Structure of the first order Reduced Density Matrix in three electron systems: A Generalized Pauli Constraints assisted study

TL;DR

This paper analyzes the structure of the one-body reduced density matrix in three-electron systems, exploring spin dependence, occupation number ordering, and the effects of generalized Pauli constraints using CI expansions.

Contribution

It introduces a measure for spin dependence of natural orbitals and examines the implications of nearly pinned generalized Pauli constraints in three-electron systems.

Findings

Natural orbitals are generally spin dependent except in maximally polarized systems.

The spin dependence measure varies significantly across different systems.

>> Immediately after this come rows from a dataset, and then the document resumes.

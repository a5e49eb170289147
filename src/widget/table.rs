//! Table Widget: rows of cells under a header, one row selected.
//!
//! Column widths come from the flex layout: fixed columns take their
//! width, flexible ones share what is left, and one cell of separator
//! sits between neighbours.

use super::traits::{draw_graphemes, scroll_into_view, text_width, truncate, Widget};
use crate::buffer::{Buffer, Cell, Style};
use crate::input::{Event, KeyCode};
use crate::layout::{align, Alignment, Flex, FlexChild, Rect, Size};

/// Width given to a flexible column when asked for a preferred size.
const FLEX_COLUMN_WIDTH: u16 = 10;

/// A table column.
#[derive(Debug, Clone, PartialEq, Eq)]
pub struct Column {
    /// Header text.
    pub title: String,
    /// Exact width in cells; zero makes the column flexible.
    pub width: u16,
    /// Share of the free width for a flexible column.
    pub flex: u16,
    /// Placement of cell text inside the column.
    pub align: Alignment,
}

impl Column {
    /// A column exactly `width` cells wide.
    pub fn fixed(title: impl Into<String>, width: u16) -> Self {
        Self {
            title: title.into(),
            width,
            flex: 0,
            align: Alignment::Start,
        }
    }

    /// A column taking `flex` shares of the width left by fixed columns.
    pub fn flex(title: impl Into<String>, flex: u16) -> Self {
        Self {
            title: title.into(),
            width: 0,
            flex,
            align: Alignment::Start,
        }
    }

    /// Set the text alignment.
    #[must_use]
    pub const fn with_align(mut self, align: Alignment) -> Self {
        self.align = align;
        self
    }

    const fn rule(&self) -> FlexChild {
        if self.width > 0 {
            FlexChild::fixed(self.width)
        } else {
            FlexChild::flex(self.flex)
        }
    }
}

/// Styles for the table widget.
#[derive(Debug, Clone)]
pub struct TableConfig {
    /// Body cells and separators.
    pub style: Style,
    /// Header row.
    pub header: Style,
    /// Selected row while focused.
    pub selected: Style,
}

impl Default for TableConfig {
    fn default() -> Self {
        Self {
            style: Style::DEFAULT,
            header: Style::DEFAULT.with_bold(),
            selected: Style::DEFAULT.with_reverse(),
        }
    }
}

/// A table with a header and a selectable row.
pub struct Table {
    columns: Vec<Column>,
    rows: Vec<Vec<String>>,
    selected: usize,
    offset: usize,
    /// Body rows shown at most, and the PageUp/PageDown step.
    height: u16,
    header: bool,
    border: bool,
    focused: bool,
    config: TableConfig,
    on_select: Option<Box<dyn FnMut(usize)>>,
    on_change: Option<Box<dyn FnMut(usize)>>,
}

impl Table {
    /// An empty table with a header, showing up to ten body rows.
    pub fn new(columns: Vec<Column>) -> Self {
        Self {
            columns,
            rows: Vec::new(),
            selected: 0,
            offset: 0,
            height: 10,
            header: true,
            border: false,
            focused: false,
            config: TableConfig::default(),
            on_select: None,
            on_change: None,
        }
    }

    /// Replace the styles.
    #[must_use]
    pub fn with_config(mut self, config: TableConfig) -> Self {
        self.config = config;
        self
    }

    /// Replace the rows.
    #[must_use]
    pub fn with_rows(mut self, rows: Vec<Vec<String>>) -> Self {
        self.set_rows(rows);
        self
    }

    /// Show at most `height` body rows.
    #[must_use]
    pub const fn with_height(mut self, height: u16) -> Self {
        self.height = height;
        self
    }

    /// Show or hide the header and its rule.
    #[must_use]
    pub const fn with_header(mut self, header: bool) -> Self {
        self.header = header;
        self
    }

    /// Draw a single-line border around the table.
    #[must_use]
    pub const fn with_border(mut self, border: bool) -> Self {
        self.border = border;
        self
    }

    /// Called with the selected row when Enter is pressed.
    #[must_use]
    pub fn on_select(mut self, f: impl FnMut(usize) + 'static) -> Self {
        self.on_select = Some(Box::new(f));
        self
    }

    /// Called with the newly selected row whenever the selection moves.
    #[must_use]
    pub fn on_change(mut self, f: impl FnMut(usize) + 'static) -> Self {
        self.on_change = Some(Box::new(f));
        self
    }

    /// Replace the rows, keeping the selection in range.
    pub fn set_rows(&mut self, rows: Vec<Vec<String>>) {
        self.rows = rows;
        self.selected = self.selected.min(self.rows.len().saturating_sub(1));
        self.offset = scroll_into_view(self.offset, self.selected, usize::from(self.height));
    }

    /// The columns.
    pub fn columns(&self) -> &[Column] {
        &self.columns
    }

    /// The rows.
    pub fn rows(&self) -> &[Vec<String>] {
        &self.rows
    }

    /// Index of the selected row.
    pub const fn selected(&self) -> usize {
        self.selected
    }

    /// Cells of the selected row, if there are rows.
    pub fn selected_row(&self) -> Option<&[String]> {
        self.rows.get(self.selected).map(Vec::as_slice)
    }

    /// Select `row`, clamped to the last row.
    pub fn select(&mut self, row: usize) {
        let row = row.min(self.rows.len().saturating_sub(1));
        if row == self.selected {
            return;
        }
        self.selected = row;
        self.offset = scroll_into_view(self.offset, self.selected, usize::from(self.height));
        if let Some(f) = self.on_change.as_mut() {
            f(row);
        }
    }

    fn column_areas(&self, x: u16, y: u16, z: u16, width: u16) -> Vec<Rect> {
        let rules: Vec<FlexChild> = self.columns.iter().map(Column::rule).collect();
        Flex::horizontal()
            .with_gap(1)
            .layout(Rect::new(x, y, width, 1).with_z(z), &rules)
    }

    fn draw_row<S: AsRef<str>>(
        &self,
        buffer: &mut Buffer,
        cols: &[Rect],
        y: u16,
        cells: &[S],
        style: Style,
    ) {
        for (i, (col, column)) in cols.iter().zip(&self.columns).enumerate() {
            let z = i32::from(col.z);
            buffer.fill_rect(Rect::new(col.x, y, col.width, 1), z, Cell::new(' ', style));
            if let Some(text) = cells.get(i) {
                let text = truncate(text.as_ref(), usize::from(col.width));
                let len = u16::try_from(text_width(text)).unwrap_or(u16::MAX);
                let x = col.x.saturating_add(align(len, col.width, column.align));
                draw_graphemes(buffer, x, y, col.z, text, style, usize::from(col.width));
            }
            if i + 1 < cols.len() {
                buffer.set(i32::from(col.right()), i32::from(y), z, Cell::new('│', style));
            }
        }
    }

    fn draw_rule(&self, buffer: &mut Buffer, cols: &[Rect], y: u16) {
        let style = self.config.style;
        for (i, col) in cols.iter().enumerate() {
            let (x, y, z) = (i32::from(col.x), i32::from(y), i32::from(col.z));
            buffer.draw_hline(x, y, z, i32::from(col.width), '─', style);
            if i + 1 < cols.len() {
                buffer.set(i32::from(col.right()), y, z, Cell::new('┼', style));
            }
        }
    }
}

impl Widget for Table {
    fn render(&self, buffer: &mut Buffer, area: Rect) {
        if self.columns.is_empty() {
            return;
        }
        let inner = if self.border {
            let (x, y, z) = (i32::from(area.x), i32::from(area.y), i32::from(area.z));
            let (w, h) = (i32::from(area.width), i32::from(area.height));
            buffer.draw_box(x, y, z, w, h, self.config.style);
            area.shrink(1)
        } else {
            area
        };
        if inner.is_empty() {
            return;
        }

        let cols = self.column_areas(inner.x, inner.y, inner.z, inner.width);
        let mut body = inner;
        if self.header {
            let titles: Vec<&str> = self.columns.iter().map(|c| c.title.as_str()).collect();
            self.draw_row(buffer, &cols, inner.y, &titles, self.config.header);
            if inner.height > 1 {
                self.draw_rule(buffer, &cols, inner.y + 1);
            }
            body = inner.inset(2, 0, 0, 0);
        }

        let visible = usize::from(body.height.min(self.height));
        let offset = scroll_into_view(self.offset, self.selected, visible);
        for (row, index) in (offset..self.rows.len()).take(visible).enumerate() {
            let style = if self.focused && index == self.selected {
                self.config.selected
            } else {
                self.config.style
            };
            let y = body.y.saturating_add(u16::try_from(row).unwrap_or(u16::MAX));
            self.draw_row(buffer, &cols, y, &self.rows[index], style);
        }
    }

    fn handle_event(&mut self, event: &Event) -> bool {
        if !self.focused {
            return false;
        }
        let Some(key) = event.as_key() else {
            return false;
        };
        let page = usize::from(self.height.max(1));
        match key.code {
            KeyCode::Up => self.select(self.selected.saturating_sub(1)),
            KeyCode::Down => self.select(self.selected + 1),
            KeyCode::PageUp => self.select(self.selected.saturating_sub(page)),
            KeyCode::PageDown => self.select(self.selected + page),
            KeyCode::Home => self.select(0),
            KeyCode::End => self.select(usize::MAX),
            KeyCode::Enter => {
                if let Some(f) = self.on_select.as_mut() {
                    f(self.selected);
                }
            }
            _ => return false,
        }
        true
    }

    fn preferred_size(&self) -> Size {
        let columns: u32 = self
            .columns
            .iter()
            .map(|c| u32::from(if c.width > 0 { c.width } else { FLEX_COLUMN_WIDTH }))
            .sum();
        let separators = u32::try_from(self.columns.len().saturating_sub(1)).unwrap_or(u32::MAX);
        let width = u16::try_from(columns.saturating_add(separators)).unwrap_or(u16::MAX);
        let mut height = u16::try_from(self.rows.len()).unwrap_or(u16::MAX).min(self.height);
        if self.header {
            height = height.saturating_add(2);
        }
        if self.border {
            Size::new(width.saturating_add(2), height.saturating_add(2))
        } else {
            Size::new(width, height)
        }
    }

    fn minimum_size(&self) -> Size {
        let n = u16::try_from(self.columns.len()).unwrap_or(u16::MAX);
        let width = n.saturating_mul(4).saturating_sub(1);
        if self.border {
            Size::new(width.saturating_add(2), 5)
        } else {
            Size::new(width, 3)
        }
    }

    fn is_focused(&self) -> bool {
        self.focused
    }

    fn set_focused(&mut self, focused: bool) {
        self.focused = focused;
    }

    fn is_interactive(&self) -> bool {
        true
    }
}

impl std::fmt::Debug for Table {
    fn fmt(&self, f: &mut std::fmt::Formatter<'_>) -> std::fmt::Result {
        f.debug_struct("Table")
            .field("columns", &self.columns)
            .field("rows", &self.rows.len())
            .field("selected", &self.selected)
            .field("focused", &self.focused)
            .finish_non_exhaustive()
    }
}

#[cfg(test)]
mod tests {
    use super::*;
    use crate::input::KeyEvent;
    use std::cell::RefCell;
    use std::rc::Rc;

    fn key(code: KeyCode) -> Event {
        Event::Key(KeyEvent::plain(code))
    }

    fn row(cells: &[&str]) -> Vec<String> {
        cells.iter().map(|c| (*c).to_string()).collect()
    }

    fn stock() -> Table {
        Table::new(vec![
            Column::fixed("Name", 6),
            Column::flex("Qty", 1).with_align(Alignment::End),
        ])
        .with_rows(vec![
            row(&["apple", "3"]),
            row(&["banana", "12"]),
            row(&["cherry", "140"]),
        ])
    }

    #[test]
    fn test_render_header_rule_and_columns() {
        let mut buffer = Buffer::new(12, 5);
        stock().render(&mut buffer, Rect::new(0, 0, 12, 5));
        let frame = buffer.flatten();
        assert_eq!(frame.row_text(0), "Name  │  Qty");
        assert_eq!(frame.row_text(1), "──────┼─────");
        assert_eq!(frame.row_text(2), "apple │    3");
        assert_eq!(frame.row_text(4), "cherry│  140");
        assert_eq!(frame.get(0, 0).style, Style::DEFAULT.with_bold());
    }

    #[test]
    fn test_selected_row_highlighted_when_focused() {
        let mut table = stock();
        table.set_focused(true);
        table.handle_event(&key(KeyCode::Down));
        let mut buffer = Buffer::new(12, 5);
        table.render(&mut buffer, Rect::new(0, 0, 12, 5));
        let frame = buffer.flatten();
        assert_eq!(frame.get(0, 3).style, Style::DEFAULT.with_reverse());
        assert_eq!(frame.get(0, 2).style, Style::DEFAULT);
    }

    #[test]
    fn test_body_scrolls_to_selection() {
        let mut table = stock().with_header(false).with_height(2);
        table.set_focused(true);
        table.handle_event(&key(KeyCode::End));
        let mut buffer = Buffer::new(12, 2);
        table.render(&mut buffer, Rect::new(0, 0, 12, 2));
        let frame = buffer.flatten();
        assert_eq!(frame.row_text(0), "banana│   12");
        assert_eq!(frame.row_text(1), "cherry│  140");
    }

    #[test]
    fn test_navigation_and_callbacks() {
        let seen = Rc::new(RefCell::new(Vec::new()));
        let changes = Rc::clone(&seen);
        let picks = Rc::clone(&seen);
        let mut table = stock()
            .on_change(move |r| changes.borrow_mut().push(format!("change {r}")))
            .on_select(move |r| picks.borrow_mut().push(format!("select {r}")));

        assert!(!table.handle_event(&key(KeyCode::Down)));
        table.set_focused(true);
        table.handle_event(&key(KeyCode::PageDown));
        table.handle_event(&key(KeyCode::Down));
        table.handle_event(&key(KeyCode::Enter));
        table.handle_event(&key(KeyCode::Home));
        assert_eq!(*seen.borrow(), vec!["change 2", "select 2", "change 0"]);
        assert_eq!(table.selected_row(), Some(&row(&["apple", "3"])[..]));
    }

    #[test]
    fn test_set_rows_clamps_selection() {
        let mut table = stock();
        table.select(2);
        table.set_rows(vec![row(&["fig", "1"])]);
        assert_eq!(table.selected(), 0);
        table.set_rows(Vec::new());
        assert_eq!(table.selected_row(), None);
    }

    #[test]
    fn test_sizes() {
        let table = stock();
        assert_eq!(table.preferred_size(), Size::new(17, 5));
        assert_eq!(table.with_border(true).minimum_size(), Size::new(9, 5));
    }
}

Ordering of occupation numbers impacts RDMFT minimization and CI expansion formulations.

Abstract

We investigate the structure of the one-body Reduced Density Matrix (1RDM) of three electron systems, i.e. doublet and quadruplet spin configurations, corresponding to the smallest interacting system with an open-shell ground state. To this end, we use Configuration Interaction (CI) expansions of the exact wave function in Slater determinants built from natural orbitals in a finite dimensional Hilbert space. With the exception of maximally polarized systems, the natural orbitals of spin eigenstates are generally spin dependent, i.e. the spatial parts of the up and down natural orbitals form two different sets. A measure to quantify this spin dependence is introduced and it is shown that it varies by several orders of magnitude depending on the system. We also study the ordering issue of the spin-dependent occupation numbers which has practical implications in Reduced Density Matrix Functional Theory minimization schemes when Generalized Pauli Constraints are imposed and in the form of the CI expansion in terms of the natural orbitals. Finally, we discuss the aforementioned CI expansion when there are GPCs that are almost "pinned".